AIM OF THE TASK → Please restate, word for word, each line from the one containing "- Resolve a" through the end of the entries below.

********

//! # Courier Server
//!
//! Real-time 1:1 messaging server with durable conversations, read-state
//! tracking, notification fan-out, and live delivery over WebSockets.

use anyhow::Result;
use clap::Parser;
use courier_server::handlers;
use courier_server::state::{AppState, SharedState};
use std::sync::Arc;
use tracing::info;

#[derive(Parser, Debug)]
#[command(author, version, about, long_about = None)]
struct Args {
    /// Server bind address
    #[arg(short = 'a', long, default_value = "127.0.0.1")]
    host: String,

    /// Server port
    #[arg(short, long, default_value_t = 8080)]
    port: u16,

    /// SQLite database file path
    #[arg(short = 'd', long, default_value = "courier.db")]
    database: String,
}

#[tokio::main]
async fn main() -> Result<()> {
    // Initialize logging
    tracing_subscriber::fmt::init();

    let args = Args::parse();

    info!("Starting Courier server");
    info!("Version: {}", env!("CARGO_PKG_VERSION"));

    info!("Initializing database: {}", args.database);
    let state: SharedState = Arc::new(AppState::new(&args.database).await?);

    let app = handlers::router(state);

    println!("📨 Courier server starting...");
    println!("📡 Listening on {}:{}", args.host, args.port);
    println!();
    println!("Endpoints:");
    println!("  GET    /health                 - Health check");
    println!("  POST   /register               - Register a user, returns a token");
    println!("  POST   /auth                   - Resolve a token to its user");
    println!("  GET    /messages               - List conversations (?keyword=&page=&limit=)");
    println!("  GET    /messages/:id           - Conversation history, marks incoming read");
    println!("  GET    /notifications          - List notifications (?page=&limit=)");
    println!("  POST   /notifications/read     - Mark all notifications read");
    println!("  POST   /notifications/:id/read - Mark one notification read");
    println!("  DELETE /notifications/:id      - Delete one notification");
    println!("  WS     /ws                     - Live messaging (?token=)");
    println!();

    let listener = tokio::net::TcpListener::bind(&format!("{}:{}", args.host, args.port)).await?;
    info!("Server successfully bound to {}:{}", args.host, args.port);

    axum::serve(listener, app).await?;

    Ok(())
}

********

REPLY →
    println!("  POST   /auth                   - Resolve a token to its user");
    println!("  GET    /messages               - List conversations (?keyword=&page=&limit=)");
    println!("  GET    /messages/:id           - Conversation history, marks incoming read");
    println!("  GET    /notifications          - List notifications (?page=&limit=)");
    println!("  POST   /notifications/read     - Mark all notifications read");
    println!("  POST   /notifications/:id/read - Mark one notification read");
    println!("  DELETE /notifications/:id      - Delete one notification");
    println!("  WS     /ws                     - Live messaging (?token=)");
    println!();

    let listener = tokio::net::TcpListener::bind(&format!("{}:{}", args.host, args.port)).await?;
    info!("Server successfully bound to {}:{}", args.host, args.port);

    axum::serve(listener, app).await?;

    Ok(())
}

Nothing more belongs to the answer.